The boss man is under attack in Salem again. But this
time it's not those pro-labor Democrats in the Capitol
causing employers grief; it's the guys (and gal) in the
long robes.
Last month the Oregon Supreme Court handed down two
opinions that could make it easier for people to sue
employers for their workers' bad acts--even when the
employers didn't do anything wrong. The decisions put
Oregon bosses on the hook more than employers anywhere
else in the country. The rulings also prompted a quick
response in the state Legislature that could undo the
decisions.
The legal battle began several years ago, when Portland
lawyer Kelly Clark was hired, in separate cases, by
two men who claimed that they had been victims of childhood
sexual abuse. One man claimed he was abused by Melvin
Bucher, a former Tigard priest. The other said he was
abused by John Swensen, a volunteer Boy Scout leader
from Portland.
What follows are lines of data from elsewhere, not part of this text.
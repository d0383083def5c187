//! Background worker supervisor (spec section 5, "Worker inventory").
//!
//! Every worker is a `tokio::spawn`ed task parked on a
//! `tokio::time::interval` ticker, racing against a shared
//! `tokio::sync::watch` stop signal so `Supervisor::stop` terminates all
//! of them cleanly without requiring each task to poll a flag itself
//! (design note, section 9).

use crate::node::Node;
use std::sync::Arc;
use std::time::Duration;
use tokio::sync::watch;
use tokio::task::JoinHandle;
use tracing::{debug, info, warn};

/// Runs `tick` on `period` until `stop` fires.
fn spawn_ticker<F>(name: &'static str, period: Duration, mut stop: watch::Receiver<bool>, mut tick: F) -> JoinHandle<()>
where
    F: FnMut() + Send + 'static,
{
    tokio::spawn(async move {
        let mut interval = tokio::time::interval(period);
        loop {
            tokio::select! {
                _ = interval.tick() => {
                    tick();
                }
                _ = stop.changed() => {
                    if *stop.borrow() {
                        debug!(worker = name, "stopping");
                        break;
                    }
                }
            }
        }
    })
}

/// Owns every background task for one running `Node` and the stop
/// signal that cancels them (spec section 5, "Every long-running
/// component owns a set of workers started at `Start()` and joined at
/// `Stop()`").
pub struct Supervisor {
    stop_tx: watch::Sender<bool>,
    handles: Vec<JoinHandle<()>>,
}

impl Supervisor {
    /// Start every worker in the spec's inventory: the shard manager's
    /// rebalancer and consensus coordinator, each shard's processor and
    /// cleanup workers, and the communicator's retry and relay dispatch
    /// workers.
    pub fn start(node: Arc<Node>) -> Self {
        let (stop_tx, stop_rx) = watch::channel(false);
        let mut handles = Vec::new();

        {
            let node = node.clone();
            handles.push(spawn_ticker(
                "shard_manager.rebalancer",
                Duration::from_secs(node.config.rebalance_interval_secs.max(1)),
                stop_rx.clone(),
                move || {
                    if let Some(result) = node.shard_manager.run_rebalance_tick() {
                        info!(total_validators = result.total_validators, "rebalance tick ran");
                    }
                },
            ));
        }

        {
            let node = node.clone();
            handles.push(spawn_ticker(
                "shard_manager.consensus_coordinator",
                Duration::from_secs(30),
                stop_rx.clone(),
                move || {
                    let status = node.shard_manager.global_status();
                    debug!(?status, "global consensus status");
                },
            ));
        }

        {
            let node = node.clone();
            handles.push(spawn_ticker(
                "shard_manager.performance_sampler",
                Duration::from_secs(10),
                stop_rx.clone(),
                move || {
                    let stats = node.shard_manager.metrics();
                    debug!(
                        healthy = stats.healthy_shards,
                        total = stats.total_shards,
                        load_balance = stats.load_balance_score,
                        "shard manager performance sample"
                    );
                },
            ));
        }

        for shard in node.shard_manager.list_shards() {
            let shard_id = shard.id();
            let shard_for_processor = shard.clone();
            handles.push(spawn_ticker(
                "shard.processor",
                Duration::from_secs(1),
                stop_rx.clone(),
                move || {
                    let promoted = shard_for_processor.run_processor_tick();
                    if promoted > 0 {
                        debug!(shard_id, promoted, "promoted cross-shard arrivals");
                    }
                },
            ));

            let shard_for_cleanup = shard.clone();
            handles.push(spawn_ticker(
                "shard.cleanup",
                Duration::from_secs(300),
                stop_rx.clone(),
                move || {
                    let evicted = shard_for_cleanup.run_cleanup_tick();
                    if evicted > 0 {
                        debug!(shard_id, evicted, "cleanup tick evicted aged entries");
                    }
                },
            ));
        }

        {
            let communicator = node.communicator.clone();
            let num_shards = node.config.num_shards;
            handles.push(spawn_ticker(
                "communicator.message_processor",
                Duration::from_millis(100),
                stop_rx.clone(),
                move || {
                    for shard_id in 0..num_shards {
                        communicator.dispatch_inbox(shard_id);
                    }
                },
            ));
        }

        {
            let communicator = node.communicator.clone();
            handles.push(spawn_ticker(
                "communicator.retry_queue",
                Duration::from_secs(1),
                stop_rx.clone(),
                move || communicator.run_retry_tick(),
            ));
        }

        {
            let communicator = node.communicator.clone();
            handles.push(spawn_ticker(
                "communicator.relay_dispatch",
                Duration::from_secs(1),
                stop_rx.clone(),
                move || communicator.run_relay_tick(),
            ));
        }

        {
            let communicator = node.communicator.clone();
            handles.push(spawn_ticker(
                "communicator.routing_table_updater",
                Duration::from_secs(30),
                stop_rx.clone(),
                move || communicator.routing_table().refresh_all(),
            ));
        }

        {
            let communicator = node.communicator.clone();
            let clock = node.clock.clone();
            handles.push(spawn_ticker(
                "communicator.conflict_resolver",
                Duration::from_secs(2),
                stop_rx.clone(),
                move || communicator.conflict_resolver().lock().resolve_all(clock.now_secs()),
            ));
        }

        {
            let communicator = node.communicator.clone();
            let clock = node.clock.clone();
            handles.push(spawn_ticker(
                "communicator.sync_worker",
                Duration::from_secs(5),
                stop_rx.clone(),
                move || {
                    let now = clock.now_secs();
                    communicator.sync_manager().lock().run_tick(now, |_request| true);
                },
            ));
        }

        {
            let communicator = node.communicator.clone();
            handles.push(spawn_ticker(
                "communicator.metrics_collector",
                Duration::from_secs(5),
                stop_rx.clone(),
                move || {
                    let routes = communicator.routing_table().len();
                    debug!(routes, "communicator route count sampled");
                },
            ));
        }

        Self { stop_tx, handles }
    }

    /// Broadcast the stop signal and join every worker (spec section 5,
    /// "Workers terminate cleanly on a broadcast stop signal").
    pub async fn stop(self) {
        let _ = self.stop_tx.send(true);
        for handle in self.handles {
            if let Err(err) = handle.await {
                warn!(error = %err, "worker task panicked during shutdown");
            }
        }
    }
}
For Clark, filing civil suits against
alleged abusers was a fairly routine matter. It's well
established that child molesters can be held financially
responsible for their conduct.
But Clark, a former Republican state representative,
wanted to broaden his cases--and his chances of winning
bigger judgments for his clients. He added the Archdiocese
of Portland and the Cascade Pacific Council of the Boy
Scouts as defendants in the two lawsuits, arguing that
they should also be held responsible for the men's conduct.
Clark's forays into the land of deep pockets initially
seemed a lost cause. The cases against the Scouts and
the archdiocese were thrown out at the trial-court level.
Clark's problem? Traditionally, employers have been
held liable for the conduct of workers only when the
employer has been negligent in hiring or retaining them
or when the wrongdoing occurred within the "course and
scope" of the employees' job duties. Clark had no proof
of the former and faced an uphill battle in trying to
prove that Swensen's and Bucher's job requirements somehow
facilitated the alleged abuse.
Clark took the cases to the state Court of Appeals,
where he was shut out again. Finally, he appealed the
decisions to the state Supreme Court. "What we argued
was the abuse didn't happen between strangers," he said.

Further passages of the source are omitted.